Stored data
┌────────

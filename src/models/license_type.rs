use serde::{Deserialize, Serialize};

use super::JsonMap;

/// A plan/tier template: duration plus the default feature and quota map.
#[derive(Debug, Clone, Serialize, Deserialize)]
pub struct LicenseType {
    pub id: String,
    pub application_id: String,
    pub name: String,
    pub description: String,
    pub duration_days: i32,
    pub price: f64,
    pub is_active: bool,
    /// Arbitrary JSON features; numeric entries double as usage ceilings
    pub features: JsonMap,
    pub created_at: i64,
    pub updated_at: i64,
}

#[derive(Debug, Deserialize)]
pub struct CreateLicenseType {
    pub name: String,
    #[serde(default)]
    pub description: String,
    pub duration_days: i32,
    #[serde(default)]
    pub price: f64,
    #[serde(default)]
    pub features: JsonMap,
    #[serde(default = "default_true")]
    pub is_active: bool,
}

#[derive(Debug, Default, Deserialize)]
pub struct UpdateLicenseType {
    pub name: Option<String>,
    pub description: Option<String>,
    pub duration_days: Option<i32>,
    pub price: Option<f64>,
    pub is_active: Option<bool>,
    pub features: Option<JsonMap>,
}

fn default_true() -> bool {
    true
}
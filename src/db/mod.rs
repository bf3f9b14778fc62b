mod from_row;
pub mod queries;
mod schema;

pub use schema::init_db;

use std::time::Duration;

use r2d2::Pool;
use r2d2_sqlite::SqliteConnectionManager;

pub type DbPool = Pool<SqliteConnectionManager>;

pub fn create_pool(database_path: &str) -> Result<DbPool, r2d2::Error> {
    let manager = SqliteConnectionManager::file(database_path)
        .with_init(|conn| {
            conn.busy_timeout(Duration::from_secs(5))?;
            conn.execute_batch("PRAGMA foreign_keys = ON;")
        });
    Pool::builder().max_size(10).build(manager)
}
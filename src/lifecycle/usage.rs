use chrono::{DateTime, Utc};
use serde_json::Value;

use super::validity::{evaluate, rejection};
use crate::error::{AppError, Result};
use crate::models::{JsonMap, License};

/// Check submitted usage against the license's limits and return the new
/// `current_usage` map. Nothing is returned (and nothing should be written)
/// unless every metric passes.
///
/// Metrics without a configured limit are unconstrained and not recorded.
/// Values replace the previous reading; they do not accumulate.
pub fn check_and_record(
    license: &License,
    submitted: &JsonMap,
    now: DateTime<Utc>,
) -> Result<JsonMap> {
    if let Some(err) = rejection(license, evaluate(license, now)) {
        return Err(err);
    }

    let mut metrics: Vec<&String> = submitted.keys().collect();
    metrics.sort();

    let mut updated = license.current_usage.clone();
    for metric in metrics {
        let Some(limit) = license.usage_limits.get(metric) else {
            continue;
        };
        let value = &submitted[metric];
        let over = match (as_integer(value), as_integer(limit)) {
            (Some(amount), Some(ceiling)) => amount > ceiling,
            _ => {
                let amount = value
                    .as_f64()
                    .ok_or_else(|| AppError::InvalidUsageValue(metric.clone()))?;
                let ceiling = limit.as_f64().ok_or_else(|| {
                    AppError::InvalidInput(format!("Usage limit for {} is not numeric", metric))
                })?;
                amount > ceiling
            }
        };
        if over {
            return Err(AppError::UsageLimitExceeded(metric.clone()));
        }
        updated.insert(metric.clone(), value.clone());
    }

    Ok(updated)
}

/// Integers compare exactly; `f64` would round anything past 2^53.
fn as_integer(value: &Value) -> Option<i128> {
    value
        .as_i64()
        .map(i128::from)
        .or_else(|| value.as_u64().map(i128::from))
}
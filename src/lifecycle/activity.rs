use std::sync::Arc;

use chrono::Utc;

use crate::context::RequestContext;
use crate::id::EntityType;
use crate::models::{ActivityType, JsonMap, LicenseActivity};
use crate::repository::{LicenseRepository, StoreResult};

/// Build an activity row stamped with the caller's IP and user agent.
pub fn new_activity(
    ctx: &RequestContext,
    license_id: &str,
    activity_type: ActivityType,
    description: impl Into<String>,
    metadata: JsonMap,
) -> LicenseActivity {
    LicenseActivity {
        id: EntityType::Activity.gen_id(),
        license_id: license_id.to_string(),
        activity_type,
        description: description.into(),
        metadata,
        ip_address: ctx.ip_address.clone(),
        user_agent: ctx.user_agent.clone(),
        created_at: Utc::now().timestamp(),
    }
}

/// Appends audit records for licenses.
pub struct ActivityRecorder<R: ?Sized> {
    repo: Arc<R>,
}

impl<R: LicenseRepository + ?Sized> ActivityRecorder<R> {
    pub fn new(repo: Arc<R>) -> Self {
        Self { repo }
    }

    pub async fn record(
        &self,
        ctx: &RequestContext,
        license_id: &str,
        activity_type: ActivityType,
        description: impl Into<String>,
        metadata: JsonMap,
    ) -> StoreResult<LicenseActivity> {
        let activity = new_activity(ctx, license_id, activity_type, description, metadata);
        ctx.write(self.repo.create_activity(&activity)).await?;
        Ok(activity)
    }

    /// Record, logging and swallowing any failure.
    pub async fn record_best_effort(
        &self,
        ctx: &RequestContext,
        license_id: &str,
        activity_type: ActivityType,
        description: impl Into<String>,
        metadata: JsonMap,
    ) {
        let kind = activity_type.clone();
        if let Err(e) = self
            .record(ctx, license_id, activity_type, description, metadata)
            .await
        {
            tracing::warn!(license_id, activity = %kind, "Failed to record activity: {}", e);
        }
    }
}
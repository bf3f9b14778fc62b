//! Row mapping trait and helpers for reducing boilerplate in queries.
//!
//! Models implement `FromRow` to define how they are constructed from a row;
//! `query_one` and `query_all` cover the common query shapes.

use rusqlite::{Connection, OptionalExtension, Row, ToSql, types::Type};

use crate::models::*;
use crate::repository::StoreResult;

/// Parse a JSON object stored as TEXT, surfacing bad data as a conversion error.
fn parse_json_map(row: &Row, col: usize) -> rusqlite::Result<JsonMap> {
    let raw: String = row.get(col)?;
    serde_json::from_str(&raw)
        .map_err(|e| rusqlite::Error::FromSqlConversionFailure(col, Type::Text, Box::new(e)))
}

/// Trait for constructing a type from a database row.
pub trait FromRow: Sized {
    fn from_row(row: &Row) -> rusqlite::Result<Self>;
}

/// Query for a single optional result.
pub fn query_one<T: FromRow>(
    conn: &Connection,
    sql: &str,
    params: &[&dyn ToSql],
) -> StoreResult<Option<T>> {
    conn.query_row(sql, params, T::from_row)
        .optional()
        .map_err(Into::into)
}

/// Query for multiple results.
pub fn query_all<T: FromRow>(
    conn: &Connection,
    sql: &str,
    params: &[&dyn ToSql],
) -> StoreResult<Vec<T>> {
    let mut stmt = conn.prepare(sql)?;
    let rows = stmt
        .query_map(params, T::from_row)?
        .collect::<std::result::Result<Vec<_>, _>>()?;
    Ok(rows)
}

// ============ SQL SELECT Constants ============

pub const APPLICATION_COLS: &str =
    "id, name, description, version, api_key, api_secret_hash, created_at, updated_at";

pub const LICENSE_TYPE_COLS: &str = "id, application_id, name, description, duration_days, price, is_active, features, created_at, updated_at";

pub const CLIENT_COLS: &str = "id, application_id, name, email, company, contact_person, phone, metadata, is_active, created_at, updated_at";

pub const LICENSE_COLS: &str = "id, application_id, license_type_id, client_id, license_key, start_date, expiry_date, usage_limits, current_usage, is_active, is_revoked, revocation_reason, last_check, created_at, updated_at";

pub const ACTIVITY_COLS: &str =
    "id, license_id, activity_type, description, metadata, ip_address, user_agent, created_at";

// ============ FromRow Implementations ============

impl FromRow for Application {
    fn from_row(row: &Row) -> rusqlite::Result<Self> {
        Ok(Application {
            id: row.get(0)?,
            name: row.get(1)?,
            description: row.get(2)?,
            version: row.get(3)?,
            api_key: row.get(4)?,
            api_secret_hash: row.get(5)?,
            created_at: row.get(6)?,
            updated_at: row.get(7)?,
        })
    }
}

impl FromRow for LicenseType {
    fn from_row(row: &Row) -> rusqlite::Result<Self> {
        Ok(LicenseType {
            id: row.get(0)?,
            application_id: row.get(1)?,
            name: row.get(2)?,
            description: row.get(3)?,
            duration_days: row.get(4)?,
            price: row.get(5)?,
            is_active: row.get(6)?,
            features: parse_json_map(row, 7)?,
            created_at: row.get(8)?,
            updated_at: row.get(9)?,
        })
    }
}

impl FromRow for Client {
    fn from_row(row: &Row) -> rusqlite::Result<Self> {
        Ok(Client {
            id: row.get(0)?,
            application_id: row.get(1)?,
            name: row.get(2)?,
            email: row.get(3)?,
            company: row.get(4)?,
            contact_person: row.get(5)?,
            phone: row.get(6)?,
            metadata: parse_json_map(row, 7)?,
            is_active: row.get(8)?,
            created_at: row.get(9)?,
            updated_at: row.get(10)?,
        })
    }
}

impl FromRow for License {
    fn from_row(row: &Row) -> rusqlite::Result<Self> {
        Ok(License {
            id: row.get(0)?,
            application_id: row.get(1)?,
            license_type_id: row.get(2)?,
            client_id: row.get(3)?,
            license_key: row.get(4)?,
            start_date: row.get(5)?,
            expiry_date: row.get(6)?,
            usage_limits: parse_json_map(row, 7)?,
            current_usage: parse_json_map(row, 8)?,
            is_active: row.get(9)?,
            is_revoked: row.get(10)?,
            revocation_reason: row.get(11)?,
            last_check: row.get(12)?,
            created_at: row.get(13)?,
            updated_at: row.get(14)?,
        })
    }
}

impl FromRow for LicenseActivity {
    fn from_row(row: &Row) -> rusqlite::Result<Self> {
        // Unknown values fall back to ActivityType::Other
        let activity_type: String = row.get(2)?;
        Ok(LicenseActivity {
            id: row.get(0)?,
            license_id: row.get(1)?,
            activity_type: activity_type.into(),
            description: row.get(3)?,
            metadata: parse_json_map(row, 4)?,
            ip_address: row.get(5)?,
            user_agent: row.get(6)?,
            created_at: row.get(7)?,
        })
    }
}
//! HTTP API tests: routing, authentication, status codes and response bodies

mod common;

use axum::Router;
use axum::http::StatusCode;
use common::*;
use serde_json::{Value, json};
use tower::ServiceExt;

struct TestApp {
    _db: TestDb,
    state: AppState,
    router: Router,
}

impl TestApp {
    fn new() -> Self {
        let db = setup_test_db();
        let state = create_test_state(db.store.clone());
        let router = handlers::app(state.clone());
        Self {
            _db: db,
            state,
            router,
        }
    }

    async fn send(&self, method: &str, uri: &str, token: Option<&str>, body: Option<Value>) -> (StatusCode, Value) {
        let response = self
            .router
            .clone()
            .oneshot(json_request(method, uri, token, body))
            .await
            .unwrap();
        let status = response.status();
        (status, body_json(response).await)
    }

    async fn token_for(&self, app: &CreatedApplication) -> String {
        let (status, body) = self
            .send(
                "POST",
                "/api/v1/auth/token",
                None,
                Some(json!({
                    "api_key": app.application.api_key,
                    "api_secret": app.api_secret,
                })),
            )
            .await;
        assert_eq!(status, StatusCode::OK);
        body["access_token"].as_str().unwrap().to_string()
    }
}

#[tokio::test]
async fn test_health() {
    let app = TestApp::new();
    let (status, body) = app.send("GET", "/health", None, None).await;
    assert_eq!(status, StatusCode::OK);
    assert_eq!(body["status"], "ok");
}

#[tokio::test]
async fn test_token_exchange() {
    let app = TestApp::new();
    let created = create_test_application(&app.state, "Acme").await;

    let (status, body) = app
        .send(
            "POST",
            "/api/v1/auth/token",
            None,
            Some(json!({
                "api_key": created.application.api_key,
                "api_secret": created.api_secret,
            })),
        )
        .await;
    assert_eq!(status, StatusCode::OK);
    assert_eq!(body["token_type"], "Bearer");
    assert_eq!(body["expires_in"], 3600);

    let (status, body) = app
        .send(
            "POST",
            "/api/v1/auth/token",
            None,
            Some(json!({
                "api_key": created.application.api_key,
                "api_secret": "nope",
            })),
        )
        .await;
    assert_eq!(status, StatusCode::UNAUTHORIZED);
    assert_eq!(body["error"], "Unauthorized");
}

#[tokio::test]
async fn test_admin_routes_require_token() {
    let app = TestApp::new();

    let (status, _) = app.send("GET", "/api/v1/licenses", None, None).await;
    assert_eq!(status, StatusCode::UNAUTHORIZED);

    let (status, _) = app
        .send("GET", "/api/v1/clients", Some("not-a-jwt"), None)
        .await;
    assert_eq!(status, StatusCode::UNAUTHORIZED);
}

#[tokio::test]
async fn test_token_rejected_after_application_deleted() {
    let app = TestApp::new();
    let created = create_test_application(&app.state, "Acme").await;
    let token = app.token_for(&created).await;

    let uri = format!("/api/v1/applications/{}", created.application.id);
    let (status, _) = app.send("DELETE", &uri, Some(&token), None).await;
    assert_eq!(status, StatusCode::NO_CONTENT);

    let (status, _) = app.send("GET", &uri, Some(&token), None).await;
    assert_eq!(status, StatusCode::UNAUTHORIZED);
}

#[tokio::test]
async fn test_full_license_flow() {
    let app = TestApp::new();
    let created = create_test_application(&app.state, "Acme").await;
    let token = app.token_for(&created).await;
    let token = Some(token.as_str());

    let (status, lt) = app
        .send(
            "POST",
            "/api/v1/license-types",
            token,
            Some(json!({
                "name": "Pro",
                "duration_days": 30,
                "price": 19.99,
                "features": {"seats": 3, "sso": true}
            })),
        )
        .await;
    assert_eq!(status, StatusCode::CREATED);

    let (status, client) = app
        .send(
            "POST",
            "/api/v1/clients",
            token,
            Some(json!({"name": "Jane", "email": "jane@example.com"})),
        )
        .await;
    assert_eq!(status, StatusCode::CREATED);

    let (status, license) = app
        .send(
            "POST",
            "/api/v1/licenses",
            token,
            Some(json!({"license_type_id": lt["id"], "client_id": client["id"]})),
        )
        .await;
    assert_eq!(status, StatusCode::CREATED);
    assert_eq!(license["is_active"], true);
    assert_eq!(license["usage_limits"]["seats"], 3);
    let key = license["license_key"].as_str().unwrap().to_string();
    let license_id = license["id"].as_str().unwrap().to_string();

    // Validation is public
    let (status, result) = app
        .send("POST", "/api/v1/validate", None, Some(json!({"license_key": key})))
        .await;
    assert_eq!(status, StatusCode::OK);
    assert_eq!(result["valid"], true);
    assert_eq!(result["message"], "License validated successfully");
    assert_eq!(result["features"]["sso"], true);
    assert!(result["expires_at"].is_string());

    // Usage within and over the limit
    let (status, body) = app
        .send(
            "POST",
            "/api/v1/usage",
            None,
            Some(json!({"license_key": key, "usage": {"seats": 2}})),
        )
        .await;
    assert_eq!(status, StatusCode::OK);
    assert_eq!(body["success"], true);

    let (status, body) = app
        .send(
            "POST",
            "/api/v1/usage",
            None,
            Some(json!({"license_key": key, "usage": {"seats": 4}})),
        )
        .await;
    assert_eq!(status, StatusCode::TOO_MANY_REQUESTS);
    assert_eq!(body["details"], "seats");

    // Revoke, then validation fails with the same body shape
    let (status, revoked) = app
        .send(
            "POST",
            &format!("/api/v1/licenses/{}/revoke", license_id),
            token,
            Some(json!({"reason": "refund"})),
        )
        .await;
    assert_eq!(status, StatusCode::OK);
    assert_eq!(revoked["is_revoked"], true);
    assert_eq!(revoked["is_active"], false);
    assert_eq!(revoked["revocation_reason"], "refund");

    let (status, result) = app
        .send("POST", "/api/v1/validate", None, Some(json!({"license_key": key})))
        .await;
    assert_eq!(status, StatusCode::FORBIDDEN);
    assert_eq!(result["valid"], false);
    assert_eq!(result["message"], "License has been revoked");

    let (status, activities) = app
        .send(
            "GET",
            &format!("/api/v1/licenses/{}/activities", license_id),
            token,
            None,
        )
        .await;
    assert_eq!(status, StatusCode::OK);
    let types: Vec<&str> = activities
        .as_array()
        .unwrap()
        .iter()
        .map(|a| a["activity_type"].as_str().unwrap())
        .collect();
    // Every usage report validates first, including the rejected one
    assert_eq!(
        types,
        vec!["revocation", "validation", "usage", "validation", "validation", "creation"]
    );
}

#[tokio::test]
async fn test_validate_unknown_key_is_forbidden() {
    let app = TestApp::new();
    let (status, body) = app
        .send("POST", "/api/v1/validate", None, Some(json!({"license_key": "missing"})))
        .await;
    assert_eq!(status, StatusCode::FORBIDDEN);
    assert_eq!(body["valid"], false);
    assert_eq!(body["message"], "License not found");
}

#[tokio::test]
async fn test_malformed_body_is_bad_request() {
    let app = TestApp::new();
    let (status, body) = app
        .send("POST", "/api/v1/validate", None, Some(json!({"key": 1})))
        .await;
    assert_eq!(status, StatusCode::BAD_REQUEST);
    assert_eq!(body["error"], "Invalid input");
}

#[tokio::test]
async fn test_malformed_query_is_bad_request() {
    let app = TestApp::new();
    let created = create_test_application(&app.state, "Acme").await;
    let token = app.token_for(&created).await;

    let (status, body) = app
        .send("GET", "/api/v1/licenses?is_revoked=maybe", Some(&token), None)
        .await;
    assert_eq!(status, StatusCode::BAD_REQUEST);
    assert_eq!(body["error"], "Invalid input");
    assert!(body["details"].is_string());
}

#[tokio::test]
async fn test_tenants_are_isolated() {
    let app = TestApp::new();
    let f = create_fixture(&app.state, json!({})).await;
    let intruder = create_test_application(&app.state, "Intruder").await;
    let token = app.token_for(&intruder).await;
    let token = Some(token.as_str());

    let (status, _) = app
        .send("GET", &format!("/api/v1/licenses/{}", f.license.id), token, None)
        .await;
    assert_eq!(status, StatusCode::NOT_FOUND);

    let (status, _) = app
        .send(
            "GET",
            &format!("/api/v1/licenses/by-key/{}", f.license.license_key),
            token,
            None,
        )
        .await;
    assert_eq!(status, StatusCode::NOT_FOUND);

    let (status, _) = app
        .send(
            "POST",
            &format!("/api/v1/licenses/{}/revoke", f.license.id),
            token,
            Some(json!({"reason": "mischief"})),
        )
        .await;
    assert_eq!(status, StatusCode::NOT_FOUND);

    let (status, _) = app
        .send("GET", &format!("/api/v1/clients/{}", f.client.id), token, None)
        .await;
    assert_eq!(status, StatusCode::NOT_FOUND);

    let (status, _) = app
        .send(
            "GET",
            &format!("/api/v1/applications/{}", f.app.application.id),
            token,
            None,
        )
        .await;
    assert_eq!(status, StatusCode::NOT_FOUND);

    let (status, list) = app.send("GET", "/api/v1/licenses", token, None).await;
    assert_eq!(status, StatusCode::OK);
    assert!(list.as_array().unwrap().is_empty());

    let (status, list) = app.send("GET", "/api/v1/applications", token, None).await;
    assert_eq!(status, StatusCode::OK);
    assert_eq!(list.as_array().unwrap().len(), 1);
    assert_eq!(list[0]["id"], intruder.application.id.as_str());

    let stored = app.state.engine.get_by_id(&ctx(), &f.license.id).await.unwrap();
    assert!(!stored.is_revoked);
}

#[tokio::test]
async fn test_reactivating_revoked_license_conflicts() {
    let app = TestApp::new();
    let f = create_fixture(&app.state, json!({})).await;
    let token = app.token_for(&f.app).await;
    let token = Some(token.as_str());
    app.state
        .engine
        .revoke(&ctx(), &f.license.id, "fraud")
        .await
        .unwrap();

    let (status, body) = app
        .send(
            "PUT",
            &format!("/api/v1/licenses/{}", f.license.id),
            token,
            Some(json!({"is_active": true})),
        )
        .await;
    assert_eq!(status, StatusCode::CONFLICT);
    assert_eq!(body["error"], "Conflict");
}

#[tokio::test]
async fn test_list_licenses_with_filters() {
    let app = TestApp::new();
    let f = create_fixture(&app.state, json!({})).await;
    let token = app.token_for(&f.app).await;
    let token = Some(token.as_str());

    let (status, list) = app
        .send(
            "GET",
            &format!("/api/v1/licenses?client_id={}&is_revoked=false", f.client.id),
            token,
            None,
        )
        .await;
    assert_eq!(status, StatusCode::OK);
    assert_eq!(list.as_array().unwrap().len(), 1);

    let (status, list) = app
        .send("GET", "/api/v1/licenses?is_revoked=true", token, None)
        .await;
    assert_eq!(status, StatusCode::OK);
    assert!(list.as_array().unwrap().is_empty());

    let (status, list) = app
        .send(
            "GET",
            &format!("/api/v1/clients/{}/licenses", f.client.id),
            token,
            None,
        )
        .await;
    assert_eq!(status, StatusCode::OK);
    assert_eq!(list[0]["id"], f.license.id.as_str());
}
//! Administrative services for the entities around licenses.
//!
//! Every call that takes an `application_id` is scoped to that tenant:
//! records belonging to another application read as not found.

mod applications;
mod clients;
mod license_types;

pub use applications::ApplicationService;
pub use clients::ClientService;
pub use license_types::LicenseTypeService;

use crate::error::{AppError, Result};
use crate::repository::StoreError;

fn not_found(what: &'static str) -> impl Fn(StoreError) -> AppError {
    move |e| match e {
        StoreError::NotFound => AppError::NotFound(format!("{} not found", what)),
        other => other.into(),
    }
}

/// Reject records that belong to a different application.
fn ensure_owned(owner: &str, application_id: &str, what: &'static str) -> Result<()> {
    if owner != application_id {
        return Err(AppError::NotFound(format!("{} not found", what)));
    }
    Ok(())
}

/// Trimmed, non-empty value or `InvalidInput`.
fn required(value: &str, field: &str) -> Result<String> {
    let value = value.trim();
    if value.is_empty() {
        return Err(AppError::InvalidInput(format!("{} is required", field)));
    }
    Ok(value.to_string())
}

└────────

[Your objective] Look through the entries above. Copy each line in which the string "chrono" occurs.

[Task solution]
use chrono::{DateTime, Utc};
use chrono::Utc;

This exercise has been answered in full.